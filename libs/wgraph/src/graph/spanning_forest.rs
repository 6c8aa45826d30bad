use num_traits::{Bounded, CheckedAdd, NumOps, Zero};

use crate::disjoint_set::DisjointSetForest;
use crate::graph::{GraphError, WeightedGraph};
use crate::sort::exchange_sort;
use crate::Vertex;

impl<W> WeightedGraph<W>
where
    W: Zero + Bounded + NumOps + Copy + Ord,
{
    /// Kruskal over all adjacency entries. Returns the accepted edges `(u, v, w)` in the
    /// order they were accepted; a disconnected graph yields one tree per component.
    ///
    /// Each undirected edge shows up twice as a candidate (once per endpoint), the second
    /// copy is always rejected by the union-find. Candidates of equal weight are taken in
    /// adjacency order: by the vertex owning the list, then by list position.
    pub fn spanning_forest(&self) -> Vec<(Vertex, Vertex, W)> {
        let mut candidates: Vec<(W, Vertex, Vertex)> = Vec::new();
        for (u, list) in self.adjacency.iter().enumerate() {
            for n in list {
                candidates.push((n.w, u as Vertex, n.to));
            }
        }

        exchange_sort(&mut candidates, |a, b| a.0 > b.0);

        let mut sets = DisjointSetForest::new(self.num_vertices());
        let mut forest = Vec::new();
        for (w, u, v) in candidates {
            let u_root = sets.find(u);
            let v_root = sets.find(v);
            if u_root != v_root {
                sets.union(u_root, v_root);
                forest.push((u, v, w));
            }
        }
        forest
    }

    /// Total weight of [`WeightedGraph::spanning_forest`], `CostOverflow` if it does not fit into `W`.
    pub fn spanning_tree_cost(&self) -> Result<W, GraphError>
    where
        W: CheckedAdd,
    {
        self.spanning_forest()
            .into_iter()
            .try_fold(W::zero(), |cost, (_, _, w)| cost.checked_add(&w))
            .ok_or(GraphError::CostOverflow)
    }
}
--
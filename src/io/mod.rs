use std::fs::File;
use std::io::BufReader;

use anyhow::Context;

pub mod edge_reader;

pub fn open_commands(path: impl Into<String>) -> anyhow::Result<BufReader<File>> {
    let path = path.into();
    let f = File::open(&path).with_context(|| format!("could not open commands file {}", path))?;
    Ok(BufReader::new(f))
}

_Work item:_ Take every line from the data that includes the word "DisjointSetForest".

_Exercise result:_
use crate::disjoint_set::DisjointSetForest;
        let mut sets = DisjointSetForest::new(self.num_vertices());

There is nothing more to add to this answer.